Sepsis or endotoxemia produced by LPS followed by hypotension and multiorganic failure may lead to cardiac dysfunction contributing to mortality. Cardiac failure is usually associated to activation of nuclear factor kappaB (NF-kappaB) and mitogen-activated protein kinase (MAPK), which play an important role in proinflammatory enzymes expression. It has been shown that 15-deoxy-Delta12,14 prostaglandin J2 (15dPGJ2) can repress the inflammatory response by means of peroxisome proliferator-activated receptor gamma (PPARgamma)-dependent and -independent mechanisms. However, its precise role in heart is poorly understood. In the present study, mouse neonatal cardiomyocytes were isolated and stimulated with LPS to investigate the role of PPARgamma-specific ligands 15dPGJ2 and rosiglitazone on cardiac inflammatory response.
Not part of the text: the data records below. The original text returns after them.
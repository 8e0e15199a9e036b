// Copyright 2022 Webb Technologies Inc.
//
// Licensed under the Apache License, Version 2.0 (the "License");
// you may not use this file except in compliance with the License.
// You may obtain a copy of the License at
//
// http://www.apache.org/licenses/LICENSE-2.0
//
// Unless required by applicable law or agreed to in writing, software
// distributed under the License is distributed on an "AS IS" BASIS,
// WITHOUT WARRANTIES OR CONDITIONS OF ANY KIND, either express or implied.
// See the License for the specific language governing permissions and
// limitations under the License.
//
use std::time::Duration;

use backoff::backoff::Backoff;

/// Constant backoff that gives up after a fixed number of retries.
#[derive(Debug, Clone, Copy, PartialEq, Eq)]
pub struct ConstantWithMaxRetryCount {
    interval: Duration,
    max_retry_count: usize,
    count: usize,
}

impl ConstantWithMaxRetryCount {
    /// Creates a new Constant backoff with `interval` contant
    /// backoff and max retry count `max_retry_count`.
    pub fn new(interval: Duration, max_retry_count: usize) -> Self {
        Self {
            interval,
            max_retry_count,
            count: 0,
        }
    }
}

impl Backoff for ConstantWithMaxRetryCount {
    fn next_backoff(&mut self) -> Option<Duration> {
        if self.count < self.max_retry_count {
            self.count += 1;
            Some(self.interval)
        } else {
            None
        }
    }

    fn reset(&mut self) {
        self.count = 0;
    }
}

#[cfg(test)]
mod tests {
    use super::*;

    #[test]
    fn stops_after_max_retries() {
        let mut backoff =
            ConstantWithMaxRetryCount::new(Duration::from_millis(5), 2);
        assert_eq!(backoff.next_backoff(), Some(Duration::from_millis(5)));
        assert_eq!(backoff.next_backoff(), Some(Duration::from_millis(5)));
        assert_eq!(backoff.next_backoff(), None);
        backoff.reset();
        assert!(backoff.next_backoff().is_some());
    }
}
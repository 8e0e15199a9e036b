// Copyright 2022 Webb Technologies Inc.
//
// Licensed under the Apache License, Version 2.0 (the "License");
// you may not use this file except in compliance with the License.
// You may obtain a copy of the License at
//
// http://www.apache.org/licenses/LICENSE-2.0
//
// Unless required by applicable law or agreed to in writing, software
// distributed under the License is distributed on an "AS IS" BASIS,
// WITHOUT WARRANTIES OR CONDITIONS OF ANY KIND, either express or implied.
// See the License for the specific language governing permissions and
// limitations under the License.
//
use std::time::Duration;

use ethereum_types::H256;

use crate::types::{PoolId, TypedChainId};

/// An enum of all possible errors that could be encountered while
/// coordinating a withdrawal.
#[derive(Debug, thiserror::Error)]
#[allow(clippy::large_enum_variant)]
pub enum Error {
    /// An Io error occurred.
    #[error(transparent)]
    Io(#[from] std::io::Error),
    /// JSON Error occurred.
    #[error(transparent)]
    Json(#[from] serde_json::Error),
    /// Config loading error.
    #[error(transparent)]
    Config(#[from] config::ConfigError),
    /// Error while iterating over a glob pattern.
    #[error(transparent)]
    GlobPattern(#[from] glob::PatternError),
    /// Error from Glob Iterator.
    #[error(transparent)]
    Glob(#[from] glob::GlobError),
    /// Error while parsing a URL.
    #[error(transparent)]
    Url(#[from] url::ParseError),
    /// Error while talking to a relayer over http.
    #[error(transparent)]
    Http(#[from] reqwest::Error),
    /// Error in the relayer websocket channel.
    #[error(transparent)]
    WebSocket(#[from] tokio_tungstenite::tungstenite::Error),
    /// Sled database error.
    #[error(transparent)]
    Sled(#[from] sled::Error),
    /// Error while parsing the config files.
    #[error("Config parse error: {}", _0)]
    ParseConfig(#[from] serde_path_to_error::Error<config::ConfigError>),
    /// Generic error.
    #[error("{}", _0)]
    Generic(&'static str),
    /// The note string could not be decoded.
    #[error("Malformed note: {}", _0)]
    MalformedNote(String),
    /// An account (recipient or relayer) is not valid for its chain family.
    #[error("Invalid account {}: {}", account, reason)]
    InvalidAccount {
        /// The account as given by the caller.
        account: String,
        /// Why it was rejected.
        reason: String,
    },
    /// The note's commitment is not part of the pool's leaves.
    #[error("Leaf {:?} was not found in the pool, is the note for this pool?", commitment)]
    LeafNotFound {
        /// The commitment we were looking for.
        commitment: H256,
    },
    /// The chain data source could not deliver the leaves.
    #[error("Leaves sync unavailable: {}", _0)]
    SyncUnavailable(String),
    /// The relayer does not serve the pool of the note.
    #[error("Relayer {} does not support pool {}", relayer, pool)]
    UnsupportedPool {
        /// The relayer endpoint.
        relayer: String,
        /// The pool that was asked for.
        pool: PoolId,
    },
    /// The proving capability failed to produce a proof.
    #[error("Proof generation failed: {}", _0)]
    ProofGenerationFailed(String),
    /// None of the destination roots can be proven from the source leaves.
    #[error(
        "No root of {} matches the source tree ({} candidates checked)",
        pool,
        candidates
    )]
    StaleRoot {
        /// The destination pool.
        pool: PoolId,
        /// How many roots were checked.
        candidates: usize,
    },
    /// The relayer did not finish the withdrawal in time.
    #[error("Relayer {} timed out after {:?}", endpoint, after)]
    RelayerTimeout {
        /// The relayer endpoint.
        endpoint: String,
        /// The elapsed timeout.
        after: Duration,
    },
    /// The relayer channel could not be opened or was closed early.
    #[error("Relayer unavailable: {}", _0)]
    RelayerUnavailable(String),
    /// The relayer reported an error while relaying the withdrawal.
    #[error("{}", _0)]
    RelayerErrored(String),
    /// The user declined to sign the transaction.
    #[error("Withdraw rejected: {}", _0)]
    SubmissionRejected(String),
    /// The chain rejected the transaction.
    #[error("Withdraw failed: {}", _0)]
    SubmissionFailed(String),
    /// No pool is configured for the given chain, asset and amount.
    #[error("Pool Not Found: {} {} on {}", amount, token_symbol, chain_id)]
    PoolNotFound {
        /// The chain of the pool.
        chain_id: TypedChainId,
        /// The pool asset.
        token_symbol: String,
        /// The pool amount.
        amount: String,
    },
    /// No backend is registered for the chain.
    #[error("Chain Not Found: {}", chain_id)]
    ChainNotFound {
        /// The chain id of the chain.
        chain_id: TypedChainId,
    },
    /// Self-submission needs a signer but none was configured.
    #[error("No account available to sign the withdraw transaction")]
    NoAccountAvailable,
    /// Poseidon hasher error.
    #[error("Hasher error: {}", _0)]
    Hasher(String),
}

impl Error {
    /// Whether the failure reflects transient external state, so the same
    /// withdrawal may succeed when tried again.
    pub fn is_retryable(&self) -> bool {
        matches!(
            self,
            Self::RelayerTimeout { .. }
                | Self::RelayerUnavailable(_)
                | Self::StaleRoot { .. }
                | Self::SyncUnavailable(_)
        )
    }

    /// Whether the failure is a syntactic input error, surfaced before any
    /// work starts.
    pub fn is_validation(&self) -> bool {
        matches!(self, Self::MalformedNote(_) | Self::InvalidAccount { .. })
    }
}

/// A type alias for the result of the withdraw coordinator, that uses the `Error` enum.
pub type Result<T> = std::result::Result<T, Error>;
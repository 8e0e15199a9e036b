// Copyright 2022 Webb Technologies Inc.
//
// Licensed under the Apache License, Version 2.0 (the "License");
// you may not use this file except in compliance with the License.
// You may obtain a copy of the License at
//
// http://www.apache.org/licenses/LICENSE-2.0
//
// Unless required by applicable law or agreed to in writing, software
// distributed under the License is distributed on an "AS IS" BASIS,
// WITHOUT WARRANTIES OR CONDITIONS OF ANY KIND, either express or implied.
// See the License for the specific language governing permissions and
// limitations under the License.
//
use std::sync::atomic::{AtomicUsize, Ordering};
use std::sync::Arc;

use parking_lot::Mutex;
use tokio::sync::Notify;

use super::{ProvingInput, ProvingManager, ZkProof};

/// A prover answering a proof made of its public inputs.
///
/// A gated prover waits for its gate to be opened before answering, which
/// keeps a withdrawal in proof generation for as long as needed.
#[derive(Debug, Default)]
pub struct MockedProver {
    failure: Option<String>,
    gate: Option<Arc<Notify>>,
    entered: Arc<Notify>,
    calls: AtomicUsize,
    last_input: Mutex<Option<ProvingInput>>,
}

impl MockedProver {
    /// A prover that always succeeds.
    pub fn new() -> Self {
        Self::default()
    }

    /// A prover that always fails with `reason`.
    pub fn failing(reason: impl Into<String>) -> Self {
        Self {
            failure: Some(reason.into()),
            ..Default::default()
        }
    }

    /// A prover answering only once `gate` is notified.
    pub fn gated(gate: Arc<Notify>) -> Self {
        Self {
            gate: Some(gate),
            ..Default::default()
        }
    }

    /// Notified every time a proof is requested.
    pub fn entered(&self) -> Arc<Notify> {
        self.entered.clone()
    }

    /// How many proofs were requested.
    pub fn calls(&self) -> usize {
        self.calls.load(Ordering::SeqCst)
    }

    /// The inputs of the latest request.
    pub fn last_input(&self) -> Option<ProvingInput> {
        self.last_input.lock().clone()
    }
}

#[async_trait::async_trait]
impl ProvingManager for MockedProver {
    async fn compute(&self, input: ProvingInput) -> crate::Result<ZkProof> {
        self.calls.fetch_add(1, Ordering::SeqCst);
        *self.last_input.lock() = Some(input.clone());
        self.entered.notify_one();
        if let Some(gate) = &self.gate {
            gate.notified().await;
        }
        if let Some(reason) = &self.failure {
            return Err(crate::Error::ProofGenerationFailed(reason.clone()));
        }
        let mut fee = [0u8; 32];
        input.fee.to_big_endian(&mut fee);
        let proof = [
            input.merkle.root.as_bytes(),
            input.nullifier_hash.as_bytes(),
            input.recipient.as_bytes(),
            input.relayer.as_bytes(),
            &fee[..],
        ]
        .concat();
        Ok(ZkProof(proof))
    }
}
// Copyright 2022 Webb Technologies Inc.
//
// Licensed under the Apache License, Version 2.0 (the "License");
// you may not use this file except in compliance with the License.
// You may obtain a copy of the License at
//
// http://www.apache.org/licenses/LICENSE-2.0
//
// Unless required by applicable law or agreed to in writing, software
// distributed under the License is distributed on an "AS IS" BASIS,
// WITHOUT WARRANTIES OR CONDITIONS OF ANY KIND, either express or implied.
// See the License for the specific language governing permissions and
// limitations under the License.
//
use futures::prelude::*;
use tokio::net::TcpStream;
use tokio_tungstenite::tungstenite::Message;
use tokio_tungstenite::{MaybeTlsStream, WebSocketStream};
use url::Url;

use super::protocol::{CommandResponse, RelayerCommand};

/// A duplex channel to a relayer.
#[async_trait::async_trait]
pub trait RelayerChannel: Send {
    /// Sends a command.
    async fn send(&mut self, command: &RelayerCommand) -> crate::Result<()>;

    /// The next frame from the relayer, `None` once the channel is closed.
    async fn next_response(
        &mut self,
    ) -> Option<crate::Result<CommandResponse>>;
}

/// Opens channels to relayers.
#[async_trait::async_trait]
pub trait RelayerConnector: Send + Sync {
    /// Opens a channel to the relayer at `endpoint`.
    async fn connect(
        &self,
        endpoint: &Url,
    ) -> crate::Result<Box<dyn RelayerChannel>>;
}

/// The websocket url of a relayer, `ws(s)://<host>/ws`.
pub fn websocket_url(endpoint: &Url) -> crate::Result<Url> {
    let mut url = endpoint.clone();
    let scheme = match endpoint.scheme() {
        "http" | "ws" => "ws",
        "https" | "wss" => "wss",
        _ => {
            return Err(crate::Error::Generic(
                "relayer endpoint must be an http(s) or ws(s) url",
            ))
        }
    };
    url.set_scheme(scheme)
        .map_err(|_| crate::Error::Generic("invalid relayer endpoint"))?;
    url.set_path("/ws");
    url.set_query(None);
    Ok(url)
}

/// Connects to relayers over websockets.
#[derive(Debug, Clone, Copy, Default)]
pub struct WsRelayerConnector;

#[async_trait::async_trait]
impl RelayerConnector for WsRelayerConnector {
    #[tracing::instrument(skip(self), fields(endpoint = %endpoint))]
    async fn connect(
        &self,
        endpoint: &Url,
    ) -> crate::Result<Box<dyn RelayerChannel>> {
        let url = websocket_url(endpoint)?;
        tracing::debug!("Connecting to relayer at {}", url);
        let (stream, _) = tokio_tungstenite::connect_async(url.as_str())
            .await
            .map_err(|e| crate::Error::RelayerUnavailable(e.to_string()))?;
        Ok(Box::new(WsRelayerChannel { stream }))
    }
}

/// A websocket channel exchanging JSON text frames.
pub struct WsRelayerChannel {
    stream: WebSocketStream<MaybeTlsStream<TcpStream>>,
}

#[async_trait::async_trait]
impl RelayerChannel for WsRelayerChannel {
    async fn send(&mut self, command: &RelayerCommand) -> crate::Result<()> {
        let value = serde_json::to_string(command)?;
        self.stream.send(Message::Text(value)).await?;
        Ok(())
    }

    async fn next_response(
        &mut self,
    ) -> Option<crate::Result<CommandResponse>> {
        loop {
            match self.stream.next().await? {
                Ok(Message::Text(v)) => {
                    return Some(serde_json::from_str(&v).map_err(Into::into))
                }
                Ok(Message::Close(_)) => return None,
                Ok(_) => continue,
                Err(e) => return Some(Err(e.into())),
            }
        }
    }
}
Inducible NO synthase, cyclooxygenase 2, and metalloproteinase 9 mRNA levels, protein expression, and activity were inhibited with 15dPGJ2 but not by rosiglitazone. Peroxisome proliferator-activated receptor gamma antagonist, GW9662, prevented all these 15dPGJ2 actions. To go inside the mechanisms by which 15dPGJ2 exerts inhibitory effects, cells were preincubated with specific chemical inhibitors of NF-kappaB and p38 MAPK, and we found that these signaling cascades are implicated in 15dPGJ2 action as well as PPARgamma. These results suggest that only the natural PPARgamma ligand, 15dPGJ2, but not the synthetic one, rosiglitazone, regulates the inflammatory response by inhibition of inducible NO synthase, cyclooxygenase 2, and metalloproteinase 9 expression. Moreover, our results offer an additional 15dPGJ2 mechanism of action, despite PPARgamma, showing NF-kappaB and p38 MAPK participation.